Please count how many lines below contain the word "Option" and reply with only that number.

* _Stored items_:
——
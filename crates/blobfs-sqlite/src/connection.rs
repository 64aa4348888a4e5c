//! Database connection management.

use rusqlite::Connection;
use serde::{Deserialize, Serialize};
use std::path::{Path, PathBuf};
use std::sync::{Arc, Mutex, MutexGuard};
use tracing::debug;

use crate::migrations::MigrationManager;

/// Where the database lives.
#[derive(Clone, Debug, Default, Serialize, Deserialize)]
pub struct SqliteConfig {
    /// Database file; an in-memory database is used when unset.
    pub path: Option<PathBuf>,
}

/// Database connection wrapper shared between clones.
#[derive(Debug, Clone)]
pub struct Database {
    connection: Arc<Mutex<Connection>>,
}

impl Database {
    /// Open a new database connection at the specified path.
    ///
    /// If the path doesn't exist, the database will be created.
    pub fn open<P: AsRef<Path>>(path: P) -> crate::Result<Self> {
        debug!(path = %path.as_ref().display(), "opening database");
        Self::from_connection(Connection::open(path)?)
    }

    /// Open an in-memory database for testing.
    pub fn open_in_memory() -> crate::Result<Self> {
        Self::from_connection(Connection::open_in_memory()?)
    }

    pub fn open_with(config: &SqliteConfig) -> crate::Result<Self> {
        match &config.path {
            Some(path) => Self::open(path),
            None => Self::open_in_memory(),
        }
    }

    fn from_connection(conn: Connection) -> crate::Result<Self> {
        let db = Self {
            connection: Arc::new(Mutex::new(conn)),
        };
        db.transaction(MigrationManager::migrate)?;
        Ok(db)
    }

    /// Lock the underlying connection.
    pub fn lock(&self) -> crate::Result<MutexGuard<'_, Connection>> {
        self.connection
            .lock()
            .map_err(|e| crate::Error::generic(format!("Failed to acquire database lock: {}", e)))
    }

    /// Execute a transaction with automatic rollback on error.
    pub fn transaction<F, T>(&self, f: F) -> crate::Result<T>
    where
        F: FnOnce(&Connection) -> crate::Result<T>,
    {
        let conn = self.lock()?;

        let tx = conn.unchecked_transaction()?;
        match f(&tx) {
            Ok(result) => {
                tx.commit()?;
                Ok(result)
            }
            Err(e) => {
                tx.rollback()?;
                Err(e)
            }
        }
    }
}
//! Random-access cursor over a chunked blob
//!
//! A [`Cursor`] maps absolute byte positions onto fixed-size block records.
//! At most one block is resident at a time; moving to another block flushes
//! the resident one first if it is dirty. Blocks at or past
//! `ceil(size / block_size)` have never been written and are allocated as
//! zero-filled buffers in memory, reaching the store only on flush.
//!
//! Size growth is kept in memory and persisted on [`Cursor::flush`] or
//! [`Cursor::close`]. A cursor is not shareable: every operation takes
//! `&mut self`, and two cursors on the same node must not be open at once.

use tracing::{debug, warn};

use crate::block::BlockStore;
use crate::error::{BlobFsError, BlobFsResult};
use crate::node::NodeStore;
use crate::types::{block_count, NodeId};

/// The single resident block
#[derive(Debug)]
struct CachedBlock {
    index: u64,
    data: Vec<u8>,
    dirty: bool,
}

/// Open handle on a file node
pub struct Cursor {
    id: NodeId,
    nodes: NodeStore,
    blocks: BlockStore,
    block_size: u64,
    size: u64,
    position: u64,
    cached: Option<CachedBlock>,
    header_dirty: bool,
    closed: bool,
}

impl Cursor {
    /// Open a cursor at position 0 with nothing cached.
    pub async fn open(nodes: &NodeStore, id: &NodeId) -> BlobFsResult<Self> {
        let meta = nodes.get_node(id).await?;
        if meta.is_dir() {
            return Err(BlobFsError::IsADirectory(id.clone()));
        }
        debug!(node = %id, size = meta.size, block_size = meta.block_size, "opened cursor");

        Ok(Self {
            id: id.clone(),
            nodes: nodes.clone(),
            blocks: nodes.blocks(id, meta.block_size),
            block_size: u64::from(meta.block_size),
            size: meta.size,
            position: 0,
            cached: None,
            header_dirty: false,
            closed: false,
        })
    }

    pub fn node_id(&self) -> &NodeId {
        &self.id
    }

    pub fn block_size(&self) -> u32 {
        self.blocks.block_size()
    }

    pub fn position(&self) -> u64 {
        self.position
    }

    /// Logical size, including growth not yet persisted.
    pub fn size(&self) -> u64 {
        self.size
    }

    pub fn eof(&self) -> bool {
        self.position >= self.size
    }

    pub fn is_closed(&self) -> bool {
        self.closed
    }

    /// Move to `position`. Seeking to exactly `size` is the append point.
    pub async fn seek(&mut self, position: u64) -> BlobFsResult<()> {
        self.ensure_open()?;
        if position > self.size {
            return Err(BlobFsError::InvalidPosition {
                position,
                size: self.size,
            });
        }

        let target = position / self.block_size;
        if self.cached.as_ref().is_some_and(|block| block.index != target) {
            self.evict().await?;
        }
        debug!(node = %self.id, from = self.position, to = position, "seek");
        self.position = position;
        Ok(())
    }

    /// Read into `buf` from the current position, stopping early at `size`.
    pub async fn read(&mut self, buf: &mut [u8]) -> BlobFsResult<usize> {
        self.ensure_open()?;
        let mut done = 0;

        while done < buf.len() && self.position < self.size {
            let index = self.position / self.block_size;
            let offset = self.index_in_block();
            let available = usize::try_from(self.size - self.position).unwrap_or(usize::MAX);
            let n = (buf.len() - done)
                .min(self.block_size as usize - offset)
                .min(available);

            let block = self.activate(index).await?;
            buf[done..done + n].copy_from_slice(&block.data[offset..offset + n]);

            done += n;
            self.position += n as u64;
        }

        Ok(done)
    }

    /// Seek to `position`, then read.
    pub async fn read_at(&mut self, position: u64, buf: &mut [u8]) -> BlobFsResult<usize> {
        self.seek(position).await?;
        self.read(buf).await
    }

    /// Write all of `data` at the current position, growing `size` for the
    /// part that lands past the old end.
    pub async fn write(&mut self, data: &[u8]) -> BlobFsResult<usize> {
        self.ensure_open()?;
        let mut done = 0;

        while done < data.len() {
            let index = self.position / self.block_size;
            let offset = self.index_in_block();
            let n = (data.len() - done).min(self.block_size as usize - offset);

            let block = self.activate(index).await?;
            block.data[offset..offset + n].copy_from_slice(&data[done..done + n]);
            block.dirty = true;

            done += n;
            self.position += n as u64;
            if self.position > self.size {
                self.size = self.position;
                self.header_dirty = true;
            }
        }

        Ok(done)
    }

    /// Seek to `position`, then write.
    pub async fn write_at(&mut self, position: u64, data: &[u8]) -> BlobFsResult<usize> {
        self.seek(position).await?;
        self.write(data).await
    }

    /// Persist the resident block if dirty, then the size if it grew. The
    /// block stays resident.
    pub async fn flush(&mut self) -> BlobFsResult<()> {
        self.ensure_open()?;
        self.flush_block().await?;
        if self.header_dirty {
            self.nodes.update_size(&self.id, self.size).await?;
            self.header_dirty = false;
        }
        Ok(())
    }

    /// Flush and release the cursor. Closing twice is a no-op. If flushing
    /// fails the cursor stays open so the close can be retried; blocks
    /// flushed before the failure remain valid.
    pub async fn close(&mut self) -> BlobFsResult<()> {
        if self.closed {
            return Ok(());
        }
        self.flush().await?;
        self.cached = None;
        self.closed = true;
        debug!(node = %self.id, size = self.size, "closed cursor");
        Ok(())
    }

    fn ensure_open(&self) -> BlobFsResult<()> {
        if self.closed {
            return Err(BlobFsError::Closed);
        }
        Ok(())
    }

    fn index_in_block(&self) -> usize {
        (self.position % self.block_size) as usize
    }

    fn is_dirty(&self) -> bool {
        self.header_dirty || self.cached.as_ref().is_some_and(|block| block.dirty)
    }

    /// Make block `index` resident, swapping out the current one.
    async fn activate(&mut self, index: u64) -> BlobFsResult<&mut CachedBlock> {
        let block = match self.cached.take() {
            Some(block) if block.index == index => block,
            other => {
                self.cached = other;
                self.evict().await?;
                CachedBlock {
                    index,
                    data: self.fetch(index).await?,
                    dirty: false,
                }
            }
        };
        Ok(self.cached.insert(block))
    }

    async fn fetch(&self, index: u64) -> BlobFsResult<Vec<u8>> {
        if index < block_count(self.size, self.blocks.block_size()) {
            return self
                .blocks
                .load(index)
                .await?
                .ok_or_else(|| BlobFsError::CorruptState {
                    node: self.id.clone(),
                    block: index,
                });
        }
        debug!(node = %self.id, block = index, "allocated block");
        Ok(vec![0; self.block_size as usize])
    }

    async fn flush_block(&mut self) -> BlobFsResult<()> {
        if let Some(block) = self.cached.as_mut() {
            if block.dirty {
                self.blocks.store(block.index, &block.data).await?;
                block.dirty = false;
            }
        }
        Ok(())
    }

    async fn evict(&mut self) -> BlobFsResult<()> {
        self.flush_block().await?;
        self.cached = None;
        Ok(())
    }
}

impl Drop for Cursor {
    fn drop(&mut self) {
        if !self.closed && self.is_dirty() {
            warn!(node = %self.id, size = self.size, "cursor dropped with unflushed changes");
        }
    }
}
——
* _Answer section_: 2